Новые знакомые Рэнд, и в особенности Изабель Патерсон, продолжили знакомить её с американской традицией индивидуализма, с которой она столкнулась благодаря оппозиции Рузвельту. Рэнд находила либертарианские идеи убедительными, но отношение либертарианцев настораживало. Кампания Уилки придавала Рэнд энергии и убеждала её в том, что американцы открыты капиталистическим идеям, но на остальных это производило обратный эффект. Казалось, она одна из своей компании верила в политические перемены. Спустя многие месяцы написания писем, встреч и жарких речей Рэнд нашла в себе свежие силы присоединиться к движению по развитию «нового кредо свободы»[148]
. Из-за своих организационных неудач она чувствовала, что действовать нужно срочно.
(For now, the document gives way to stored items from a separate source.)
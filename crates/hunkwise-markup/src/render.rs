use std::borrow::Cow;

use crate::batch::mark_lines;
use crate::batch::pair_segments;
use crate::escape::escape_markup;
use crate::line::Emphasis;
use crate::line::LineKind;
use crate::line::Segment;
use crate::tags::MarkupTag;
use crate::tags::RenderConfig;

/// Fluent construction of a [`MarkupRenderer`]. Every tag defaults to empty strings.
#[derive(Clone, Debug, Default, PartialEq, Eq)]
pub struct RenderBuilder {
    config: RenderConfig,
}

impl RenderBuilder {
    pub fn new() -> Self {
        Self::default()
    }

    /// Wraps the whole rendered diff.
    pub fn file(mut self, open: impl Into<String>, close: impl Into<String>) -> Self {
        self.config.file = MarkupTag::new(open, close);
        self
    }

    /// Wraps context lines and the two header lines.
    pub fn normal(mut self, open: impl Into<String>, close: impl Into<String>) -> Self {
        self.config.normal = MarkupTag::new(open, close);
        self
    }

    /// Wraps `@`, `\` and `#` lines.
    pub fn comment(mut self, open: impl Into<String>, close: impl Into<String>) -> Self {
        self.config.comment = MarkupTag::new(open, close);
        self
    }

    pub fn line_added(mut self, open: impl Into<String>, close: impl Into<String>) -> Self {
        self.config.line.add = MarkupTag::new(open, close);
        self
    }

    pub fn line_removed(mut self, open: impl Into<String>, close: impl Into<String>) -> Self {
        self.config.line.rem = MarkupTag::new(open, close);
        self
    }

    pub fn text_added(mut self, open: impl Into<String>, close: impl Into<String>) -> Self {
        self.config.text.add = MarkupTag::new(open, close);
        self
    }

    pub fn text_removed(mut self, open: impl Into<String>, close: impl Into<String>) -> Self {
        self.config.text.rem = MarkupTag::new(open, close);
        self
    }

    pub fn config(&self) -> &RenderConfig {
        &self.config
    }

    pub fn build(self) -> MarkupRenderer {
        MarkupRenderer {
            config: self.config,
        }
    }
}

/// Renders unified diff text as tag-wrapped markup.
///
/// The renderer only sees text, so it works on any unified diff, not just ones produced by a
/// `DiffSession`. Its configuration is fixed once built; use [`to_builder`](Self::to_builder)
/// to derive a variant.
///
/// ```
/// use hunkwise_markup::MarkupRenderer;
///
/// let renderer = MarkupRenderer::builder()
///     .text_removed("[-", "-]")
///     .text_added("{+", "+}")
///     .build();
/// let markup = renderer.render_diff("--- a/x\n+++ b/x\n@@ -1 +1 @@\n-foo\n+far\n");
/// assert!(markup.contains("-f[-oo-]\n"));
/// assert!(markup.contains("+f{+ar+}\n"));
/// ```
#[derive(Clone, Debug, Default, PartialEq, Eq)]
pub struct MarkupRenderer {
    config: RenderConfig,
}

impl From<RenderConfig> for MarkupRenderer {
    fn from(config: RenderConfig) -> Self {
        Self { config }
    }
}

impl MarkupRenderer {
    pub fn new(config: RenderConfig) -> Self {
        Self { config }
    }

    pub fn builder() -> RenderBuilder {
        RenderBuilder::new()
    }

    pub fn config(&self) -> &RenderConfig {
        &self.config
    }

    /// An independent builder seeded with this renderer's tags.
    pub fn to_builder(&self) -> RenderBuilder {
        RenderBuilder {
            config: self.config.clone(),
        }
    }

    /// Character-diffs a single pair of lines.
    ///
    /// Returns `(old, new)` markup without markers or line tags: deleted runs of `old` are
    /// wrapped in the text-removed tag, inserted runs of `new` in the text-added tag.
    pub fn render_line(&self, old: &str, new: &str) -> (String, String) {
        let (removed, added) = pair_segments(old, new);
        let mut old_out = String::new();
        let mut new_out = String::new();
        self.write_segments(&mut old_out, &removed, true);
        self.write_segments(&mut new_out, &added, true);
        (old_out, new_out)
    }

    /// Renders a whole unified diff.
    ///
    /// Every non-blank line is wrapped in exactly one line tag and followed by a newline; the
    /// result is wrapped once in the file tag.
    pub fn render_diff(&self, unified: &str) -> String {
        let mut out = String::with_capacity(unified.len() * 2);
        out.push_str(&self.config.file.open);
        for line in mark_lines(unified) {
            let tag = match line.kind {
                LineKind::Blank => continue,
                LineKind::Added => &self.config.line.add,
                LineKind::Removed => &self.config.line.rem,
                LineKind::Comment => &self.config.comment,
                LineKind::Header | LineKind::Context => &self.config.normal,
            };
            out.push_str(&tag.open);
            if let Some(marker) = line.marker {
                out.push(marker);
            }
            self.write_segments(&mut out, &line.segments, line.kind != LineKind::Header);
            out.push_str(&tag.close);
            out.push('\n');
        }
        out.push_str(&self.config.file.close);
        out
    }

    fn write_segments(&self, out: &mut String, segments: &[Segment], escape: bool) {
        for segment in segments {
            let text = if escape {
                escape_markup(&segment.text)
            } else {
                Cow::Borrowed(segment.text.as_str())
            };
            match segment.emphasis {
                None => out.push_str(&text),
                Some(Emphasis::Added) => self.config.text.add.wrap(out, &text),
                Some(Emphasis::Removed) => self.config.text.rem.wrap(out, &text),
            }
        }
    }
}
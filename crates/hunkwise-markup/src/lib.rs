//! Markup rendering for unified diffs.
//!
//! The input is plain unified-diff text, from `hunkwise-core` or anywhere else. Lines are
//! classified by their leading marker, consecutive removal/addition runs are paired line by
//! line, and each pair is diffed by character so the changed part of a line can be
//! highlighted on its own.
//!
//! ## Two outputs
//!
//! - [`render::MarkupRenderer`]: tag strings (HTML, Pango, bracket markup...) configured through
//!   [`render::RenderBuilder`] or one of the [`presets`].
//! - [`styled::render_styled`]: `ratatui` [`Text`](ratatui::text::Text) with [`styled::DiffStyles`].
pub mod batch;
pub mod escape;
pub mod line;
pub mod presets;
pub mod render;
pub mod styled;
pub mod tags;

pub use render::MarkupRenderer;
pub use render::RenderBuilder;
pub use styled::DiffStyles;
pub use styled::StyledDiff;
pub use styled::render_styled;
pub use tags::AddRemTags;
pub use tags::MarkupTag;
pub use tags::RenderConfig;
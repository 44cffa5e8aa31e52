mod error;
mod traits;
mod types;

pub use error::BackendError;
pub use traits::{CommandRunner, ToolInvocation, ToolOutput};
pub use types::{SYSTEM_VERSION, VersionIdentifier, VersionItem, VersionManagerState};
Поллоку она писала: «Кто проповедует философский индивидуализм? Никто. А если его не проповедовать, то экономический индивидуализм долго не протянет»[149]. У Рэнд возникло ранее неизвестное ощущение миссии, которое в итоге приведёт её к незавершённой рукописи.Когда наконец удалось найти издателя для «Источника», Рэнд вернулась к работе над книгой уже другим человеком, с иными взглядами на мир. Изначально «Источник» отражал более раннюю интеллектуальную ориентацию Рэнд на Ницше и глубоко скрытый в себе элитизм. Но на деле в романе отразилось то, что происходило с ней после. В оставшихся двух третях книги, которые она завершила в немыслимом потоке вдохновения за год, Рэнд уместила темы «Манифеста», наслоенные на структуру, придуманную несколькими годами ранее. Результат говорил о ней как о писательнице на пике своих возможностей, даже несмотря на то, что внутренний философ Рэнд ещё только продолжал проявляться.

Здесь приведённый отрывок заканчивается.